Independently of each other, Sharpless and Meldal developed a way of easily snapping small azide and alkyne molecules together into a multipart ring using a copper catalyst. Meldal found the copper is what controlled this reaction, whereas Sharpless demonstrated it is essentially a loaded spring released by the copper, allowing it to jump forward and snap into the alkyne. This reaction, the copper catalyzed azide-alkyne cycloaddition, is the crown jewel of click chemistry. It is utilized in pharmaceutical development, DNA and mapping.
Copper, however, is toxic in living cells and will disrupt biological processes. Click molecules could not be used inside living cells until Bertozzi developed bioorthogonal chemistry. By changing the shape of the alkyne, Bertozzi was able to attach fluorescent substances to the surface of cells, allowing researchers to explore cells and track biological processes.
Bertozzi, Meldal and Sharpless will share the prize of over $900,000 equally. This is Sharpless’ second Nobel prize, and Bertozzi will be the eighth woman to receive a Nobel Prize in Chemistry.
Physics
Winners: Alain Aspect, John F. Clauser and Anton Zeilinger
In the super tiny, subatomic realm of our universe, physics gets weird. Phenomena that violate every known intuition of our macroscopic understanding seem to be the norm in the quantum world.
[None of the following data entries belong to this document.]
//! Numerical constants and integration helpers shared across the crate.

/// Small epsilon for numerical comparisons (e.g., avoiding division by zero).
pub const NUMERICAL_EPS: f64 = 1e-10;

/// Default relative tolerance for spectral-moment checks.
pub const DEFAULT_MOMENT_TOL: f64 = 1e-6;

/// Gravitational acceleration [m/s^2].
pub const GRAVITY: f64 = 9.81;

/// Newtons per meganewton, the unit used for depth-integrated loads.
pub const NEWTONS_PER_MEGANEWTON: f64 = 1e6;

/// Compute composite trapezoidal integration weights for a grid.
///
/// Handles non-uniform spacing. A single-point grid has zero measure, so its
/// weight is zero and integrals over it collapse to zero.
///
/// # Arguments
/// * `argvals` - Grid points (must be monotonically increasing)
///
/// # Returns
/// Vector of integration weights, one per grid point
pub fn trapezoid_weights(argvals: &[f64]) -> Vec<f64> {
    let n = argvals.len();
    if n < 2 {
        return vec![0.0; n];
    }

    let mut weights = vec![0.0; n];
    for i in 0..n {
        if i == 0 {
            weights[i] = (argvals[1] - argvals[0]) / 2.0;
        } else if i == n - 1 {
            weights[i] = (argvals[n - 1] - argvals[n - 2]) / 2.0;
        } else {
            weights[i] = (argvals[i + 1] - argvals[i - 1]) / 2.0;
        }
    }
    weights
}

/// Maximum of a slice, treating any non-finite entry as poisoning the result.
///
/// Returns `f64::NAN` for an empty slice or when any entry is not finite, so
/// a pathological realization can be detected and skipped by callers.
pub fn finite_max(values: &[f64]) -> f64 {
    if values.is_empty() {
        return f64::NAN;
    }
    let mut max = f64::NEG_INFINITY;
    for &v in values {
        if !v.is_finite() {
            return f64::NAN;
        }
        if v > max {
            max = v;
        }
    }
    max
}

#[cfg(test)]
mod tests {
    use super::*;

    #[test]
    fn test_trapezoid_weights_uniform_sum() {
        let argvals = vec![0.0, 0.25, 0.5, 0.75, 1.0];
        let weights = trapezoid_weights(&argvals);
        let sum: f64 = weights.iter().sum();
        assert!((sum - 1.0).abs() < NUMERICAL_EPS);
    }

    #[test]
    fn test_trapezoid_weights_nonuniform_sum() {
        let argvals = vec![0.0, 0.1, 0.5, 1.0];
        let weights = trapezoid_weights(&argvals);
        let sum: f64 = weights.iter().sum();
        assert!((sum - 1.0).abs() < NUMERICAL_EPS);
    }

    #[test]
    fn test_trapezoid_weights_single_point_is_zero_measure() {
        let weights = trapezoid_weights(&[5.0]);
        assert_eq!(weights, vec![0.0]);
    }

    #[test]
    fn test_trapezoid_weights_two_points() {
        let weights = trapezoid_weights(&[0.0, 2.0]);
        assert_eq!(weights, vec![1.0, 1.0]);
    }

    #[test]
    fn test_finite_max_plain() {
        assert_eq!(finite_max(&[1.0, 3.0, 2.0]), 3.0);
        assert_eq!(finite_max(&[-2.0, -5.0]), -2.0);
    }

    #[test]
    fn test_finite_max_poisoned() {
        assert!(finite_max(&[1.0, f64::NAN, 2.0]).is_nan());
        assert!(finite_max(&[1.0, f64::INFINITY]).is_nan());
        assert!(finite_max(&[]).is_nan());
    }
}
It’s no surprise then that this year’s Nobel prize in physics was connected to one of the strangest of these phenomena: quantum entanglement.
In recognition of their groundbreaking series of experiments on quantum entanglement, physicists Alain Aspect, John F. Clauser and Anton Zeilinger were announced as the winners of this year’s esteemed physics award.
Since its conceptualization in the late 1930s by Albert Einstein, Boris Podolsky and Nathan Rosen, quantum entanglement has been enveloped in controversy. Consisting of two non-interacting particles inexplicably having linked quantum states, quantum entanglement was almost too strange to be true. As a result, many scientists argued there must be a set of hidden variables involved in connecting the two particles.
It wasn’t until the 1960s when physicist John S. Bell mathematically debunked the idea of hidden variables through a series of inequalities. Ten years later, Clauser, a postdoc at the University of California-Berkeley, used these inequalities to develop the first of this year’s Nobel prize-winning experiments.
Clauser created an instrument that would collide two entangled photons at a central polarization filter. The particles would then either stop or continue to a detector. If the hidden variable theory were to be valid, Clauser’s instrument would only make detections that could statistically be chalked up as mere random chance. Surprisingly, the data Clauser produced seemed to indicate quantum entanglement was anything but a coincidence.
This was exciting first evidence for quantum entanglement, however, issues persisted. Fixing these problems, later coined as “loopholes,” became the focus of Aspect and his team in the 1980s.
One of the biggest loopholes lies with the possibility that hidden variables could be introduced by the instrument itself. To fix this, Aspect improved Clauser’s original design by upgrading its various components. With this new device, Aspect was able to change the settings on the emitter while the photons were mid-flight. This eliminated the possibility of the instrument introducing any hidden variables — effectively closing the loophole.
Zeilinger was able to use the work of Clauser and Aspect to demonstrate a fascinating characteristic of entanglement called quantum teleportation. This teleportation allows for information to be spontaneously transmitted between two entangled particles at arbitrary distances. Commercially, this could lead to the development of a super-secure quantum communication network.
Aspect, Clauser and Zeilinger will each receive a third of the prize money.